Born Gloria May Josephine Svensson in a military base in San Juan, Puerto Rico to a Swedish-American father, she grew up in Puerto Rico, Chicago, and Key West, Florida. Her film debut was in 1915, as an extra in The Fable of Elvira and Farina and the Meal Ticket, but she was a star by the next year, in A Dash of Courage. She played many Mack Sennett slapstick comedies, but in 1919 she signed with Cecil B. DeMille, and he turned her into a romantic lead. She starred in the 1922 silent film Beyond the Rocks with Rudolph Valentino.
Swanson's 1929 film Queen Kelly, was directed by Erich von Stroheim and produced by Joseph P. Kennedy, Sr., the father of President John F. Kennedy. She was romantically linked to the elder Kennedy at the time.
When Swanson starred in the 1950 Sunset Boulevard, it is scenes of Queen Kelly that her character, Norma Desmond, is watching (with von Stroheim playing her butler).
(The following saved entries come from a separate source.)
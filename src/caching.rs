use std::convert::TryFrom;

use tempfile::SpooledTempFile;

use crate::decorator::forward_stream;
use crate::error::Result;
use crate::handle::{TempStream, DEFAULT_SPOOL_LIMIT};
use crate::stream::{resolve, to_offset, ByteStream, Detach, Whence, DEFAULT_CHUNK_SIZE};

/// Readable, writable and seekable view of a source which may be read only
/// once.
///
/// Reads and writes go to an internal buffer; bytes missing in the buffer are
/// pulled from the source on demand. A write that reaches beyond what has
/// been pulled from the source so far makes the corresponding source bytes
/// stale: they are counted in `skip_bytes` and thrown away when the source
/// delivers them later, so they never overwrite the written content.
pub struct CachingStream<S>
where
    S: ByteStream,
{
    source: S,
    buffer: TempStream,
    skip_bytes: u64,
}

impl<S> CachingStream<S>
where
    S: ByteStream,
{
    /// Creates a new CachingStream which wraps `source`.
    pub fn new(source: S) -> Self {
        Self::with_spool_limit(source, DEFAULT_SPOOL_LIMIT)
    }

    /// Like [`CachingStream::new`], but keeps at most `max_in_memory` bytes of
    /// the buffer in memory before moving it to a temporary file.
    pub fn with_spool_limit(source: S, max_in_memory: usize) -> Self {
        Self {
            source,
            buffer: TempStream::temp_with_limit(max_in_memory),
            skip_bytes: 0,
        }
    }

    /// Number of source bytes that will be discarded by upcoming reads.
    pub fn skip_bytes(&self) -> u64 {
        self.skip_bytes
    }

    pub fn get_ref(&self) -> &S {
        &self.source
    }

    fn buffered(&mut self) -> Result<u64> {
        Ok(self.buffer.size()?.unwrap_or(0))
    }

    /// Reads up to `length` fresh bytes from the source, dropping stale ones.
    fn read_source(&mut self, length: usize) -> Result<Vec<u8>> {
        loop {
            let skip = usize::try_from(self.skip_bytes).unwrap_or(usize::MAX);
            let mut data = self.source.read(length.saturating_add(skip))?;
            let fetched = data.len();

            if self.skip_bytes > 0 {
                let discarded = skip.min(fetched);
                data.drain(..discarded);
                self.skip_bytes -= discarded as u64;
                log::debug!(
                    "discarded {} stale source bytes, {} pending",
                    discarded,
                    self.skip_bytes
                );
            }

            // a fetch made only of stale bytes says nothing about the end
            if !data.is_empty() || fetched == 0 {
                return Ok(data);
            }
        }
    }

    /// pulls the source until the buffer holds `target` bytes
    fn seek_until_position(&mut self, target: u64) -> Result<()> {
        self.buffer.seek(0, Whence::End)?;
        let mut buffered = self.buffered()?;
        log::debug!("materializing {} bytes to reach offset {}", target - buffered, target);

        while buffered < target && !self.source.eof()? {
            let before = self.source.tell()?;
            let missing = usize::try_from(target - buffered).unwrap_or(usize::MAX);
            self.read(missing)?;
            if self.source.tell()? == before {
                break;
            }
            buffered = self.buffered()?;
        }
        Ok(())
    }

    /// copies what is left in the source to the end of the buffer
    fn drain_source(&mut self) -> Result<u64> {
        self.buffer.seek(0, Whence::End)?;
        while !self.source.eof()? {
            let before = self.source.tell()?;
            self.read(DEFAULT_CHUNK_SIZE)?;
            if self.source.tell()? == before {
                break;
            }
        }
        let size = self.buffered()?;
        log::debug!("drained source, {} bytes buffered", size);
        Ok(size)
    }
}

impl<S> ByteStream for CachingStream<S>
where
    S: ByteStream,
{
    forward_stream!(buffer => is_readable, is_writable, is_seekable, tell, rewind);

    fn read(&mut self, length: usize) -> Result<Vec<u8>> {
        let mut data = self.buffer.read(length)?;
        let remaining = length - data.len();

        if remaining > 0 {
            let source_data = self.read_source(remaining)?;
            self.buffer.write(&source_data)?;
            data.extend_from_slice(&source_data);
        }
        Ok(data)
    }

    fn write(&mut self, data: &[u8]) -> Result<usize> {
        let overflow =
            data.len() as i128 + i128::from(self.buffer.tell()?) - i128::from(self.source.tell()?);
        if overflow > 0 {
            self.skip_bytes += overflow as u64;
            log::trace!(
                "write ends {} bytes past the source, {} to skip",
                overflow,
                self.skip_bytes
            );
        }
        self.buffer.write(data)
    }

    fn seek(&mut self, offset: i64, whence: Whence) -> Result<()> {
        let target = match whence {
            Whence::Start => resolve(0, offset)?,
            Whence::Current => resolve(self.tell()?, offset)?,
            Whence::End => {
                let size = match self.source.size()? {
                    Some(size) => size,
                    None => self.drain_source()?,
                };
                resolve(size, offset)?
            }
        };

        if target > self.buffered()? {
            self.seek_until_position(target)
        } else {
            self.buffer.seek(to_offset(target)?, Whence::Start)
        }
    }

    fn eof(&mut self) -> Result<bool> {
        Ok(self.buffer.eof()? && self.source.eof()?)
    }

    fn size(&mut self) -> Result<Option<u64>> {
        match self.source.size()? {
            Some(size) => Ok(Some(size.max(self.buffered()?))),
            None => Ok(None),
        }
    }

    fn close(&mut self) -> Result<()> {
        let source = self.source.close();
        let buffer = self.buffer.close();
        source.and(buffer)
    }
}

impl<S> Detach for CachingStream<S>
where
    S: ByteStream,
{
    type Handle = SpooledTempFile;

    /// Hands back the buffer's storage as it is; the source is closed.
    fn detach(&mut self) -> Result<Option<SpooledTempFile>> {
        let handle = self.buffer.detach()?;
        self.source.close()?;
        Ok(handle)
    }
}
Swanson made it into the talkies, even singing in Music in the Air, and she hosted a television anthology series, Crown Theatre with Gloria Swanson, in which she occasionally acted. Her last Hollywood movie was Three for Bedroom C in 1952, although she did appear in the Italian movie Mio figlio Nerone.
Her last acting role was in the television horror film Killer Bees in 1974, though she also appeared as herself in the movie Airport 1975 which was also released in 1974.
She has two stars on the Hollywood Walk of Fame - one for motion pictures at 6748 Hollywood Blvd. and one for television at 6301 Hollywood Blvd.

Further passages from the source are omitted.